Glossary of important terms
Like any other institution, German universities have their own specialised terminology which is not always easy to understand, particularly if one is new to the university system. Here are a few expressions you will encounter constantly during your stay in Ludwigsburg:
Vorlesung, die (Lecture)
In a one- or two-hour lecture a certain topic is presented and discussed academically. As a rule students only listen in lectures and do not make any contribution to the proceedings themselves. However, in exceptional cases students may submit extra work in order to obtain more than two credits.
Übung, die (Practical class)
In a practical class students are strongly involved. They are expected to apply their practical skills and abilities. Typical practical classes are those that take place in the foreign languages.
In a seminar the foremost consideration, as a rule, is theoretical knowledge acquired by students themselves. Normally students present the results of their own studies of the particular topic and discuss these with other students under the supervision of a lecturer. Seminars are of various levels: introductory seminar (Proseminar) – seminar (Seminar) – main seminar (Hauptseminar).
Kolloquium, das (Colloquium/Tutorial)
This is a discussion with a lecturer on a particular academic topic. This type of class corresponds to the “tutorial“ in English-speaking countries. In addition, a colloquium can also serve as a kind of test.

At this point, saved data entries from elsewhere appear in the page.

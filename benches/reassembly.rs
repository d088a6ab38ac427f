//! Frame reassembly benchmarks.

use bytes::Bytes;
use criterion::{BatchSize, BenchmarkId, Criterion, Throughput, criterion_group, criterion_main};
use omxcamsrc::buffer::Buffer;
use omxcamsrc::camera::{FragmentGeometry, FrameReassembler};
use omxcamsrc::format::RawLayout;
use omxcamsrc::il::mock::MockCore;
use omxcamsrc::il::{IlBuffer, IlBufferFlags, PortDirection, PortHandle};
use omxcamsrc::video_info::VideoInfo;
use std::sync::Arc;

fn bench_sliced_i420(c: &mut Criterion) {
    let mut group = c.benchmark_group("reassemble_sliced_i420");

    for (width, height) in [(640u32, 480u32), (1280, 720), (1920, 1080)] {
        let core = MockCore::new();
        let component = core.add_component("cam", &[(1, PortDirection::Output)]);
        let port = PortHandle::new(component.clone(), 1);

        let frame = VideoInfo::new(RawLayout::I420, width, height);
        let geometry =
            FragmentGeometry::new(RawLayout::I420, width as usize, 16, height as usize).unwrap();
        let reassembler = FrameReassembler::raw(frame, Some(geometry), true);
        let slice = Bytes::from(vec![0x80u8; geometry.fragment_size()]);
        let count = (height as usize).div_ceil(16);
        let mut dest = Buffer::new(frame.size());

        group.throughput(Throughput::Bytes(frame.size() as u64));
        group.bench_with_input(
            BenchmarkId::from_parameter(format!("{width}x{height}")),
            &reassembler,
            |b, reassembler| {
                b.iter_batched(
                    || {
                        for i in 0..count {
                            let flags = if i + 1 == count {
                                IlBufferFlags::ENDOFFRAME
                            } else {
                                IlBufferFlags::NONE
                            };
                            component.push_fragment(1, IlBuffer::new(i as u32, slice.clone(), flags));
                        }
                    },
                    |()| reassembler.poll(&port, &mut dest).unwrap(),
                    BatchSize::SmallInput,
                );
            },
        );
    }

    group.finish();
}

fn bench_compressed(c: &mut Criterion) {
    let mut group = c.benchmark_group("reassemble_compressed");

    let core = MockCore::new();
    let component = core.add_component("enc", &[(201, PortDirection::Output)]);
    let port = PortHandle::new(component.clone(), 201);
    let reassembler = FrameReassembler::compressed();

    for chunks in [1usize, 4, 16] {
        let chunk = Bytes::from(vec![0x42u8; 4096]);
        group.throughput(Throughput::Bytes((chunks * 4096) as u64));
        group.bench_with_input(BenchmarkId::from_parameter(chunks), &chunks, |b, &chunks| {
            b.iter_batched(
                || {
                    for i in 0..chunks {
                        let flags = if i + 1 == chunks {
                            IlBufferFlags::ENDOFFRAME
                        } else {
                            IlBufferFlags::NONE
                        };
                        component.push_fragment(201, IlBuffer::new(i as u32, chunk.clone(), flags));
                    }
                    Buffer::new(chunks * 4096)
                },
                |mut dest| reassembler.poll(&port, &mut dest).unwrap(),
                BatchSize::SmallInput,
            );
        });
    }

    group.finish();
}

criterion_group!(benches, bench_sliced_i420, bench_compressed);
criterion_main!(benches);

Studienleistung, die (Student assignment)
To receive credits students must carry out monitored assignments: write an essay (Hausarbeit), give a presentation (Referat), and/or pass a written or oral test. On the basis of such work, students are awarded grades. The kind of work actually required for particular practical classes or seminars is decided on by the individual lecturer. Often students must complete various tasks in order to receive their credits.
Schein, der (Full credit)
A German student gets a credit in the form of a “Schein“, a slip of paper with the student’s name, the department, and the name of the class on it. Also stated on the paper is the work the student has done to get the credit, and as a rule also the grade awarded. International students receive a Collective Credit Slip (“Sammelschein“) from the International Office, on which all classes attended and all credits and grades obtained are entered.
Testat, das (Audit)
If no assignment is required for a particular class, only half the credit points are given, which in many cases is simply a confirmation of attendance.
Hausarbeit, die (Essay)
The student writes an (academic) essay on a particular topic dealt with in the class. Form and substance of such an essay can vary. Individual consultation with the particular teacher is the best way of finding out exactly what is required. Essays are sometimes written in the semester vacation. But this is a matter decided on by the individual lecturer and should be discussed with him or her.
It is important to note that there is much worth placed upon these in Germany. Copyright and ownership are checked and must therefore be sited and clearly discernable. Any copying without commentary or siting, for example from an internet source, can result in a rejection of the Hausarbeit and refusal to administer a grade.
Referat, das (Presentation or Project)
Often students give (short) talks on certain aspects of topics dealt with in seminars. Such talks are called “presentation” or “project” (Referate). Students giving papers are expected not simply to read out their notes, but also to speak freely and use various media to enhance their presentation.
Klausur, die (Seminar test)
This is a written test usually held at the end of a semester.